MILANO  – Roberto Calderoli non si dimette. I vertici della Lega considerano, infatti, chiuso il caso degli insulti al ministro Cecile Kyenge, dopo le ”scuse pronunciate” dal vicepresidente del Senato per aver paragonato la responsabile dell’Integrazione a ”un orango” durante un comizio. E, anzi, in via Bellerio la segreteria politica ha deciso di convocare per il 7 settembre a Torino una manifestazione ”per la legalità e sul contrasto all’immigrazione clandestina” che ridia slancio alla iniziativa politica contro lo ius soli promosso dalla Kyenge.

Per il segretario federale Roberto Maroni, tutto questo chiasso ha del resto l’aria di voler ”coprire il rumore di altre questioni che vedono il Governo direttamente coinvolto”, come il caso Ablyazov. Dunque, si contrattacca.

– Calderoli ha sbagliato, la Lega contrasta le proposte che non condivide ma non si devono mai insultare le persone – ha ribadito Maroni dopo le scuse – Ora però basta alimentare polemiche e strumentalizzazioni.

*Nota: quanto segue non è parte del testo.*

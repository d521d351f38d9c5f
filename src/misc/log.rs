/*!
Miscelanous items related to [logging](log).

Calls to the log macro are made throughout the library.
These are intended to provide useful information for extending the library and/or fixing issues.

Note, no log implementation is provided.
For more details, see [log].
*/

/// Targets to be used within a [log]! macro.
pub mod targets {
    /// Logs related to the [clause database](crate::db::clause)
    pub const CLAUSE_DB: &str = "clause_db";

    /// Logs related to [initialization](crate::context::GenericContext::initialize)
    pub const INITIALIZE: &str = "initialize";

    /// Logs related to [flips](crate::db::ledger::Ledger::flip)
    pub const FLIP: &str = "flip";

    /// Logs related to the [ledger](crate::db::ledger)
    pub const LEDGER: &str = "ledger";

    /// Logs related to a [search](crate::context::GenericContext::search)
    pub const SEARCH: &str = "search";

    /// Logs related to [sampling](crate::context::GenericContext::sample)
    pub const MCSAT: &str = "mcsat";
}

Gli inviti pressanti da parte delle alte cariche dello Stato perché il comportamento di Calderoli fosse oggetto di condanna da parte del suo partito non hanno prodotto dunque risultati. E’ evidente che il caso Calderoli non ha solo creato imbarazzi dalle parti di Maroni, ma ha anche riacceso le pulsioni di quella parte della Lega che meno ama le rigidità istituzionali. Mentre Calderoli ha reso noto che parlerà solo oggi, nell’Aula del Senato, ieri è stata la volta di Matteo Salvini, il vicesegretario federale, che se l’è presa direttamente con il Quirinale.

NNapolitano, taci che è meglio”, ha scritto su Facebook a proposito dell’indignazione del Capo dello Stato. Secondo Salvini (che poi si è in parte scusato) Napolitano dovrebbe indignarsi semmai per gli effetti della crisi.

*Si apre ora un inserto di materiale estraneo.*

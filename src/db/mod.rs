/*!
Databases for the content of a context.

- The [atom database](crate::db::atom) holds the ground identity of each atom, together with evidence and block membership.
- The [clause database](crate::db::clause) holds the weighted formulas of the knowledge base in clausal form, with occurrence lists from atoms to clauses.
- The [ledger](crate::db::ledger) holds all state mutated during a search: the world, the satisfaction indices, and the running unsatisfied weight.

The split mirrors mutability during a search.
Atom and clause databases are frozen once a search begins, while the ledger is rebuilt and revised freely.
*/

pub mod atom;
pub mod clause;
pub mod ledger;

/// An index to a formula in the clause database.
pub type FormulaIndex = u32;

/// An index to a clause in the clause database.
pub type ClauseIndex = u32;

/// An index to a block in the atom database.
pub type BlockIndex = u32;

Altre polemiche sono nate in seguito al commento, sempre su Facebook, dell’assessore regionale veneto Daniele Stival, secondo il quale non la Kyenge ma l’orango sarebbe stato insultato. I vertici veneti della Lega, con Flavio Tosi e Luca Zaia, hanno censurato il comportamento di Stival. Sull’intervento di Salvini (”una villania”, copyright Roberto Formigoni) persino il premier Letta è intervenuto per chiedere di ”non tirare in causa” il presidente della Repubblica.

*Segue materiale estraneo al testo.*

/*!
Atoms, and the ground atoms they index.

Internally an atom is an index into a collection of structures in various databases, and in turn the unsigned integers are used, with a cap on the last atom to help avoid overflows.

The identity of an atom is the [GroundAtom] it was registered with through a call to [fresh_atom](crate::context::GenericContext::fresh_atom).
A ground atom is a predicate applied to a (possibly empty) sequence of constant arguments, e.g. `smokes(anna)`.
Distinct ground atoms receive distinct indicies, and registering the same ground atom twice returns the same index.

Comparison of ground atoms prior to registration is unsupported, by design.
All equalities of interest are equalities of indicies.
*/

/// An atom, represented as a u32.
pub type Atom = u32;

/// The last atom which may be registered in a context.
///
/// The limit reserves [u32::MAX] for internal use as a sentinel.
pub const ATOM_MAX: Atom = u32::MAX - 1;

/// A predicate applied to constant arguments, the external identity of an atom.
#[derive(Clone, Debug)]
pub struct GroundAtom {
    /// The predicate of the ground atom.
    pub predicate: String,

    /// The arguments the predicate is applied to, in order.
    pub arguments: Vec<String>,
}

impl GroundAtom {
    /// A ground atom of the given predicate and arguments.
    pub fn new<P: Into<String>>(predicate: P, arguments: &[&str]) -> Self {
        GroundAtom {
            predicate: predicate.into(),
            arguments: arguments.iter().map(|argument| argument.to_string()).collect(),
        }
    }
}

impl std::fmt::Display for GroundAtom {
    fn fmt(&self, f: &mut std::fmt::Formatter<'_>) -> std::fmt::Result {
        match self.arguments.is_empty() {
            true => write!(f, "{}", self.predicate),
            false => write!(f, "{}({})", self.predicate, self.arguments.join(",")),
        }
    }
}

In via Bellerio, ieri, ha vinto comunque la linea della ”Lega che torna a fare la Lega”, per dirla con un militante che passava sotto le finestre di via Bellerio. La Lega che piace sicuramente al giovane Salvini e anche a uno della vecchia guardia come Francesco Enrico Speroni, l’europarlamentare che è stato il primo ministro delle Riforme del Carroccio, prima di Bossi e di Calderoli. Uscendo dalla segreteria politica è stato l’unico a cedere alle insistenze dei giornalisti

– Calderoli si dimetterà? Penso proprio di no – ha risposto, stupito del polverone di questi giorni -. Non è stato un insulto razzista, perchè l’orango non è un animale africano. E Napolitano? Quando qualcuno ha definito Berlusconi ‘caimano’ – ha tagliato corto Speroni – invece è stato zitto…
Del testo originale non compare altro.